10/6/2009: Code reference section updated. New ICD-9 diagnosis code 209.73 added to covered table. HCPC codes G0265, G0266 and G0267 deleted from covered table due to codes were deleted as of 12-21-2007.
04/26/2010: Policy title and statement revised to remove “High-Dose Chemotherapy” and to change “Stem-Cell Support” to “Stem-Cell Transplantation.” Policy description updated with recent literature regarding solid tumors. Policy statement revised to indicate that multiple cycle high-dose chemotherapy and hematopoietic stem-cell support (i.e., tandem or multiple transplants) is considered investigational for treatment of neuroblastoma. The policy guidelines were updated based on this new policy statement. FEP and State and School Employee verbiage added to the Policy Exceptions section. Added new CPT codes 86825 and 86826.
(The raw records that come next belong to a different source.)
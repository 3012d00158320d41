//! Error types for imgtree core operations.
//!
//! Only loading and adapting inventory records can fail. Layout is a total
//! function over the view model and never produces an error; the CLI layer
//! maps these to user-friendly messages and exit codes.

use thiserror::Error;

/// Result type alias for imgtree operations.
pub type Result<T> = std::result::Result<T, InventoryError>;

/// Core error type for inventory loading.
#[derive(Debug, Error)]
pub enum InventoryError {
    /// Reading the inventory source failed
    #[error("I/O error: {0}")]
    Io(String),

    /// The inventory document is not valid JSON or has the wrong shape
    #[error("Parse error: {0}")]
    Parse(String),
}

impl From<std::io::Error> for InventoryError {
    fn from(err: std::io::Error) -> Self {
        InventoryError::Io(err.to_string())
    }
}

/// `serde_json` reports reader failures as its own errors; keep them as I/O.
impl From<serde_json::Error> for InventoryError {
    fn from(err: serde_json::Error) -> Self {
        if err.is_io() {
            InventoryError::Io(err.to_string())
        } else {
            InventoryError::Parse(err.to_string())
        }
    }
}
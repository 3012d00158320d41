//! UI primitives for the imgtree CLI.
//!
//! This module provides:
//! - **Context**: Environment detection (TTY, color, unicode, width override)
//! - **Mode**: Output mode resolution (json, plain, pretty)
//! - **Theme**: Color policy and tree symbols
//! - **Sink**: Output destinations that report terminal capabilities
//! - **Render**: The image tree, errors and hints
//!
//! # Usage
//!
//! ```ignore
//! use crate::ui::{print_tree, StdoutSink, TreeOptions, UiContext};
//!
//! let ctx = UiContext::from_env(flags);
//! let mut sink = StdoutSink::new();
//! print_tree(&mut sink, &entries, &TreeOptions::from(&ctx))?;
//! ```

mod context;
mod mode;
pub mod render;
mod sink;
pub mod theme;

// Re-export core types at module level
pub use context::{UiContext, UiFlags};
pub use sink::StdoutSink;

// Re-export commonly used render functions
pub use render::{print_error, print_tree, TreeOptions};
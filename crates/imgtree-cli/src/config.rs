use std::path::{Path, PathBuf};

use serde::{Deserialize, Serialize};

#[derive(Debug, Default, Serialize, Deserialize)]
pub struct ImgtreeConfig {
    #[serde(default)]
    pub ui: UiSection,
}

#[derive(Debug, Serialize, Deserialize)]
#[serde(default)]
pub struct UiSection {
    /// Use ASCII connectors and marks instead of box-drawing glyphs
    pub ascii: bool,
    /// Allow colors on a terminal
    pub color: bool,
    /// Fixed table width instead of the terminal's
    pub width: Option<usize>,
}

impl Default for UiSection {
    fn default() -> Self {
        Self {
            ascii: false,
            color: true,
            width: None,
        }
    }
}

pub fn default_config_path() -> anyhow::Result<PathBuf> {
    Ok(xdg_config_dir()?.join("config.toml"))
}

pub fn read_config(path: &Path) -> anyhow::Result<ImgtreeConfig> {
    let contents = std::fs::read_to_string(path)
        .map_err(|e| anyhow::anyhow!("Failed to read config {}: {}", path.display(), e))?;
    toml::from_str(&contents)
        .map_err(|e| anyhow::anyhow!("Failed to parse config {}: {}", path.display(), e))
}

/// Load the config, falling back to defaults when the file does not exist.
///
/// An explicit path must exist; the default location is optional.
pub fn load_config(explicit: Option<&Path>) -> anyhow::Result<ImgtreeConfig> {
    let path = match explicit {
        Some(path) => return read_config(path),
        None => default_config_path()?,
    };
    if !path.exists() {
        tracing::debug!(path = %path.display(), "no config file, using defaults");
        return Ok(ImgtreeConfig::default());
    }
    read_config(&path)
}

pub fn xdg_config_dir() -> anyhow::Result<PathBuf> {
    if let Ok(value) = std::env::var("XDG_CONFIG_HOME") {
        if !value.trim().is_empty() {
            return Ok(PathBuf::from(value).join("imgtree"));
        }
    }
    Ok(home_dir()?.join(".config").join("imgtree"))
}

fn home_dir() -> anyhow::Result<PathBuf> {
    let home = std::env::var("HOME")
        .map_err(|_| anyhow::anyhow!("HOME is not set; cannot resolve default paths"))?;
    Ok(PathBuf::from(home))
}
02/23/2011: Policy statement revised to state specifically that “tandem autologous-autologous” HSCT is considered investigational and that “allogeneic (myeloablative or nonmyeloablative)” HSCT is considered investigational in treatment of pediatric solid tumors.
06/22/2011: Policy description and statement unchanged. Deleted outdated references from Sources section.
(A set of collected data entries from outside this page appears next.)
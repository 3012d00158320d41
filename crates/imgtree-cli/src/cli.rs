use clap::{Args, Parser, Subcommand};
use clap_complete::Shell;

use imgtree_core::VERSION;

/// imgtree - Show images and their platform variants as a tree
#[derive(Parser)]
#[command(name = "imgtree")]
#[command(author, version = VERSION, about, long_about = None)]
#[command(propagate_version = true)]
pub struct Cli {
    #[command(subcommand)]
    pub command: Option<Commands>,

    #[command(flatten)]
    pub tree: TreeArgs,

    /// Path to the config file
    #[arg(long, global = true, env = "IMGTREE_CONFIG")]
    pub config: Option<String>,

    /// Verbose diagnostics on stderr
    #[arg(short, long, global = true)]
    pub verbose: bool,
}

/// Arguments for printing the tree (the default action)
#[derive(Args)]
pub struct TreeArgs {
    /// Inventory document (JSON); reads stdin when omitted or "-"
    #[arg(short, long, value_name = "PATH")]
    pub input: Option<String>,

    /// Output the view model as JSON
    #[arg(long)]
    pub json: bool,

    /// Disable colors
    #[arg(long)]
    pub no_color: bool,

    /// Use ASCII connectors and marks
    #[arg(long)]
    pub ascii: bool,

    /// Table width in columns (overrides the terminal width)
    #[arg(long, value_name = "COLUMNS")]
    pub width: Option<usize>,
}

#[derive(Subcommand)]
pub enum Commands {
    /// Generate shell completions
    Completions {
        /// Shell to generate completions for
        #[arg(value_name = "SHELL")]
        shell: Shell,
    },
}
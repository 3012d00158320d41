//! String utilities for cell layout. All widths count code points.

use super::column::Alignment;

/// Marker appended to truncated text.
pub const ELLIPSIS: &str = "...";

/// Truncate a string to max length, adding ellipsis if needed.
///
/// The result of truncating is exactly `max_len` code points wide.
pub fn truncate(s: &str, max_len: usize) -> String {
    let char_count = s.chars().count();
    if char_count <= max_len {
        return s.to_string();
    }
    if max_len <= ELLIPSIS.len() {
        return s.chars().take(max_len).collect();
    }
    let truncated: String = s.chars().take(max_len - ELLIPSIS.len()).collect();
    format!("{}{}", truncated, ELLIPSIS)
}

/// A cell's visible text and the unstyled padding around it.
#[derive(Debug, Clone, PartialEq, Eq)]
pub struct Cell {
    pub left_pad: usize,
    pub text: String,
    pub right_pad: usize,
}

impl Cell {
    /// Plain rendering, without any styling.
    pub fn to_plain(&self) -> String {
        format!(
            "{}{}{}",
            " ".repeat(self.left_pad),
            self.text,
            " ".repeat(self.right_pad)
        )
    }
}

/// Fit text into a column of `width`: truncate if too long, otherwise pad.
/// Centered cells put the odd space on the right.
pub fn fit_cell(s: &str, width: usize, align: Alignment) -> Cell {
    let len = s.chars().count();
    if len > width {
        return Cell {
            left_pad: 0,
            text: truncate(s, width),
            right_pad: 0,
        };
    }

    let fill = width - len;
    let (left_pad, right_pad) = match align {
        Alignment::Left => (0, fill),
        Alignment::Center => (fill / 2, fill - fill / 2),
    };
    Cell {
        left_pad,
        text: s.to_string(),
        right_pad,
    }
}
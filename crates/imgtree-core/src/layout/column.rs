//! Column definitions.

use crate::model::Details;
use crate::units::short_id;

/// Extracts a detail cell's text.
pub type ValueFn<'a> = Box<dyn Fn(&Details) -> String + 'a>;

#[derive(Debug, Clone, Copy, PartialEq, Eq)]
pub enum Alignment {
    Left,
    Center,
}

/// Style override for a detail column.
#[derive(Debug, Clone, Copy, PartialEq, Eq)]
pub enum Emphasis {
    /// Positive indicator (the "in use" mark)
    Positive,
}

/// A table column.
///
/// A `width` of 0 marks the flexible primary column, which must come first.
/// The primary column has no `value`; it shows names and tree rows instead.
pub struct Column<'a> {
    pub title: String,
    pub width: usize,
    pub align: Alignment,
    pub value: Option<ValueFn<'a>>,
    pub emphasis: Option<Emphasis>,
}

impl<'a> Column<'a> {
    /// The flexible, left-aligned primary column.
    pub fn primary(title: &str) -> Self {
        Self {
            title: title.to_string(),
            width: 0,
            align: Alignment::Left,
            value: None,
            emphasis: None,
        }
    }

    /// A fixed-width, centered detail column.
    pub fn detail(title: &str, width: usize, value: impl Fn(&Details) -> String + 'a) -> Self {
        Self {
            title: title.to_string(),
            width,
            align: Alignment::Center,
            value: Some(Box::new(value)),
            emphasis: None,
        }
    }

    pub fn with_emphasis(mut self, emphasis: Emphasis) -> Self {
        self.emphasis = Some(emphasis);
        self
    }
}

impl std::fmt::Debug for Column<'_> {
    fn fmt(&self, f: &mut std::fmt::Formatter<'_>) -> std::fmt::Result {
        f.debug_struct("Column")
            .field("title", &self.title)
            .field("width", &self.width)
            .field("align", &self.align)
            .field("emphasis", &self.emphasis)
            .finish_non_exhaustive()
    }
}

/// Candidate columns for the image tree, in drop order (rightmost first).
///
/// `in_use_glyph` is printed in the `Used` column for images in use.
pub fn default_columns(in_use_glyph: &str) -> Vec<Column<'_>> {
    vec![
        Column::primary("Image"),
        Column::detail("ID", 12, |d| short_id(&d.id)),
        Column::detail("Disk usage", 10, |d| d.disk_usage.clone()),
        Column::detail("Content size", 12, |d| d.content_size.clone()),
        Column::detail("Used", 4, move |d| {
            if d.in_use {
                in_use_glyph.to_string()
            } else {
                " ".to_string()
            }
        })
        .with_emphasis(Emphasis::Positive),
    ]
}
07/12/2012: Policy description updated. Policy statement revised to indicate that tandem autologous hematopoietic stem-cell transplantation may be considered medically necessary for high-risk neuroblastoma and remains investigational for all other indications.
08/07/2013: Policy reviewed; no changes.
07/08/2014: Policy reviewed; description updated. Policy statement on salvage allogeneic hematopoietic stem-cell transplantation revised to remove "neuroblastoma or other" from the policy statement. It previously stated: Salvage allogeneic hematopoietic stem-cell transplantation for neuroblastoma or other pediatric solid tumors that relapse after autologous transplant or fail to respond is considered investigational.
08/26/2015: Code Reference section updated to add ICD-10 codes, updated the code descriptions for 38240 and 38241; removed deleted HCPCS code G0363, and removed deleted code CPT 96445 and replaced with CPT code 96446.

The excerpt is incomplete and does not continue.